3. Put half a pound of oil in a pan and heat it to 70% hot. Put the eggplant in and fry, keeping the heat at medium and stirring frequently.

4. Remove from the pan when it turns golden brown and can be pierced through with chopsticks.

5. Heat oil in a wok, add minced garlic, onion, ginger and bean paste and stir-fry.

6. Add the minced meat and stir-fry until cooked, then add carrots, shredded bamboo shoots and shredded fungus and stir-fry.

7. After frying the carrots, bamboo shoots and fungus, add the eggplant strips and season with dark soy sauce, salt, light soy sauce, white sugar and broth.

8. When the eggplant strips are cooked through, add chicken stock, thicken with water starch and drizzle with sesame oil.

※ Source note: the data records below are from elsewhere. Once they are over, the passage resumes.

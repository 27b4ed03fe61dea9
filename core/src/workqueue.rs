//! Shared queue of jobs waiting to be mined.
//!
//! Work sources push, miners take. `target` is the fill level the framework
//! tries to keep; sources use `count()` against it for back-pressure.

use std::collections::VecDeque;
use std::time::Instant;

use log::debug;
use parking_lot::Mutex;

use crate::job::Job;

pub struct WorkQueue {
    inner: Mutex<Inner>,
    target: usize,
}

struct Inner {
    jobs: VecDeque<Job>,
    /// Bumped on every cancellation event, not per cancelled job.
    cancellations: u64,
}

impl WorkQueue {
    pub fn new(target: usize) -> Self {
        Self {
            inner: Mutex::new(Inner { jobs: VecDeque::new(), cancellations: 0 }),
            target,
        }
    }

    /// Desired fill level.
    pub fn target(&self) -> usize {
        self.target
    }

    pub fn count(&self) -> usize {
        self.inner.lock().jobs.len()
    }

    pub fn push(&self, jobs: Vec<Job>) {
        if jobs.is_empty() {
            return;
        }
        let mut inner = self.inner.lock();
        inner.jobs.extend(jobs);
    }

    /// Hand out the oldest non-expired job.
    pub fn take(&self) -> Option<Job> {
        let now = Instant::now();
        let mut inner = self.inner.lock();
        while let Some(job) = inner.jobs.pop_front() {
            if job.is_expired(now) {
                continue;
            }
            return Some(job);
        }
        None
    }

    /// Flush everything queued. Returns how many jobs were dropped.
    pub fn cancel_all(&self) -> usize {
        let mut inner = self.inner.lock();
        let dropped = inner.jobs.len();
        inner.jobs.clear();
        inner.cancellations += 1;
        if dropped > 0 {
            debug!("work queue flushed, {} queued jobs dropped", dropped);
        }
        dropped
    }

    /// How many cancellation events have hit this queue.
    pub fn cancellations(&self) -> u64 {
        self.inner.lock().cancellations
    }
}
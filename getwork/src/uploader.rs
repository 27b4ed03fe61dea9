//! Share upload workers.
//!
//! `nonce_found` enqueues; workers drain the queue, POST the solved header
//! and classify the verdict. Any verdict other than a clean accept means the
//! server has likely moved on, so the job epoch is bumped and outstanding
//! work is flushed. Transport failures retry the same share with a linear
//! back-off, without a retry cap: stopping a persistently failing source is
//! the framework's call.

use std::sync::Arc;
use std::thread;
use std::time::Duration;

use crossbeam::channel::Receiver;
use log::{debug, warn};
use reqwest::header::HeaderMap;
use serde::Deserialize;
use serde_json::{json, Value};

use ironmine_core::{Job, SubmitOutcome};

use crate::config::GetworkConfig;
use crate::error::Result;
use crate::http::HttpLink;
use crate::source::GetworkSource;

pub(crate) enum UploadMessage {
    Share(PendingShare),
    /// One per uploader at stop.
    Shutdown,
}

pub(crate) struct PendingShare {
    pub job: Job,
    /// Full 80-byte header with the winning nonce already in place.
    pub data: Vec<u8>,
    pub nonce: u32,
    pub difficulty: f64,
}

impl GetworkSource {
    /// Framework hook: queue a found nonce for upload.
    pub fn nonce_found(&self, job: Job, data: Vec<u8>, nonce: u32, difficulty: f64) {
        let tx = self.upload_tx.lock().clone();
        match tx {
            Some(tx) => {
                let _ = tx.send(UploadMessage::Share(PendingShare { job, data, nonce, difficulty }));
            }
            None => debug!("dropping share found while the source is stopped"),
        }
    }
}

/// Classify one submit response.
///
/// `result: true` is the only accept. A non-null `error` payload is the
/// reject reason; otherwise the `X-Reject-Reason` header is consulted, and a
/// reject without either carries no reason at all.
pub(crate) fn classify_submit_response(body: &[u8], headers: &HeaderMap) -> Result<SubmitOutcome> {
    #[derive(Deserialize)]
    struct SubmitReply {
        #[serde(default)]
        result: Option<Value>,
        #[serde(default)]
        error: Option<Value>,
    }

    let reply: SubmitReply = serde_json::from_slice(body)?;
    if reply.result.as_ref().and_then(Value::as_bool) == Some(true) {
        return Ok(SubmitOutcome::Accepted);
    }
    if let Some(error) = reply.error {
        if !error.is_null() {
            let reason = match error {
                Value::String(s) => s,
                other => other.to_string(),
            };
            return Ok(SubmitOutcome::Rejected(Some(reason)));
        }
    }
    let reason = headers
        .get("x-reject-reason")
        .and_then(|v| v.to_str().ok())
        .map(str::to_string);
    Ok(SubmitOutcome::Rejected(reason))
}

pub(crate) fn uploader_loop(
    source: Arc<GetworkSource>,
    cfg: Arc<GetworkConfig>,
    rx: Receiver<UploadMessage>,
    generation: u64,
) {
    let mut link = HttpLink::new(
        cfg.sendshare_timeout(),
        &cfg.user_agent(),
        cfg.authorization().as_deref(),
    );
    let url = cfg.work_url();

    loop {
        if source.retired(generation) {
            return;
        }
        let share = match rx.recv() {
            Ok(UploadMessage::Share(share)) => share,
            Ok(UploadMessage::Shutdown) => continue,
            Err(_) => return,
        };

        let mut tries: u64 = 0;
        loop {
            let body =
                json!({"method": "getwork", "params": [hex::encode(&share.data)], "id": 0})
                    .to_string();
            let verdict = link
                .post(&url, body, cfg.sendshare_timeout(), "share upload")
                .and_then(|(headers, body)| classify_submit_response(&body, &headers));

            match verdict {
                Ok(outcome) => {
                    if outcome.is_accepted() {
                        debug!("share {:08x} accepted", share.nonce);
                        source.stats.share_accepted();
                    } else {
                        // The server has moved past this share's template;
                        // everything outstanding is stale.
                        warn!(
                            "share {:08x} rejected ({})",
                            share.nonce,
                            outcome.reason().unwrap_or("no reason")
                        );
                        source.coordinator.bump_job_epoch();
                        source.cancel_jobs();
                        source.stats.share_rejected();
                    }
                    source.handle_success();
                    share.job.nonce_handled(share.nonce, share.difficulty, outcome);
                    break;
                }
                Err(err) => {
                    tries += 1;
                    warn!(
                        "error while sending share {:08x} (difficulty {:.5}): {}",
                        share.nonce, share.difficulty, err
                    );
                    source.stats.submit_retry();
                    source.handle_error(true);
                    thread::sleep(Duration::from_secs(tries.min(30)));
                    if source.retired(generation) {
                        return;
                    }
                }
            }
        }
    }
}

#[cfg(test)]
mod tests {
    use super::*;
    use reqwest::header::HeaderValue;

    #[test]
    fn true_result_is_accepted() {
        let outcome =
            classify_submit_response(br#"{"result":true,"error":null}"#, &HeaderMap::new()).unwrap();
        assert_eq!(outcome, SubmitOutcome::Accepted);
    }

    #[test]
    fn error_payload_becomes_the_reason() {
        let outcome = classify_submit_response(
            br#"{"result":null,"error":"unknown-work"}"#,
            &HeaderMap::new(),
        )
        .unwrap();
        assert_eq!(outcome, SubmitOutcome::Rejected(Some("unknown-work".to_string())));

        let structured = classify_submit_response(
            br#"{"result":false,"error":{"code":-1,"message":"stale"}}"#,
            &HeaderMap::new(),
        )
        .unwrap();
        match structured {
            SubmitOutcome::Rejected(Some(reason)) => assert!(reason.contains("stale")),
            other => panic!("unexpected outcome {:?}", other),
        }
    }

    #[test]
    fn header_reason_is_used_when_error_is_null() {
        let mut headers = HeaderMap::new();
        headers.insert("x-reject-reason", HeaderValue::from_static("stale"));
        let outcome =
            classify_submit_response(br#"{"result":false,"error":null}"#, &headers).unwrap();
        assert_eq!(outcome, SubmitOutcome::Rejected(Some("stale".to_string())));
    }

    #[test]
    fn reject_without_reason_carries_none() {
        let outcome =
            classify_submit_response(br#"{"result":false,"error":null}"#, &HeaderMap::new())
                .unwrap();
        assert_eq!(outcome, SubmitOutcome::Rejected(None));
    }

    #[test]
    fn garbage_body_is_a_transport_level_error() {
        assert!(classify_submit_response(b"not json", &HeaderMap::new()).is_err());
    }
}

9. Pour into a small casserole. Sprinkle with chopped green onions, cover the casserole, simmer over low heat for five minutes, and serve while hot.

Tips

1. When choosing eggplants, it is best to choose hard, plump, and flawless ones; the eggplant skin contains a lot of nutrients, so it is best to eat it with the skin.

2. Eggplants easily absorb oil during frying, resulting in excessive fat intake. You can steam the eggplants before frying them, so that they are not easy to absorb a lot of oil; you can also fry the eggplants in a dry pan over low heat, wait until the water in the eggplants is fried off and the eggplant flesh becomes soft, and then fry the eggplants with oil.

3. Eating eggplant regularly can prevent arteriosclerosis, hypertension, coronary heart disease, scurvy and diabetes. Eggplant also has the effect of lowering cholesterol.

4. Eggplant is cold and slippery in nature. People with weak spleen and stomach, slippery intestines and diarrhea should not eat too much.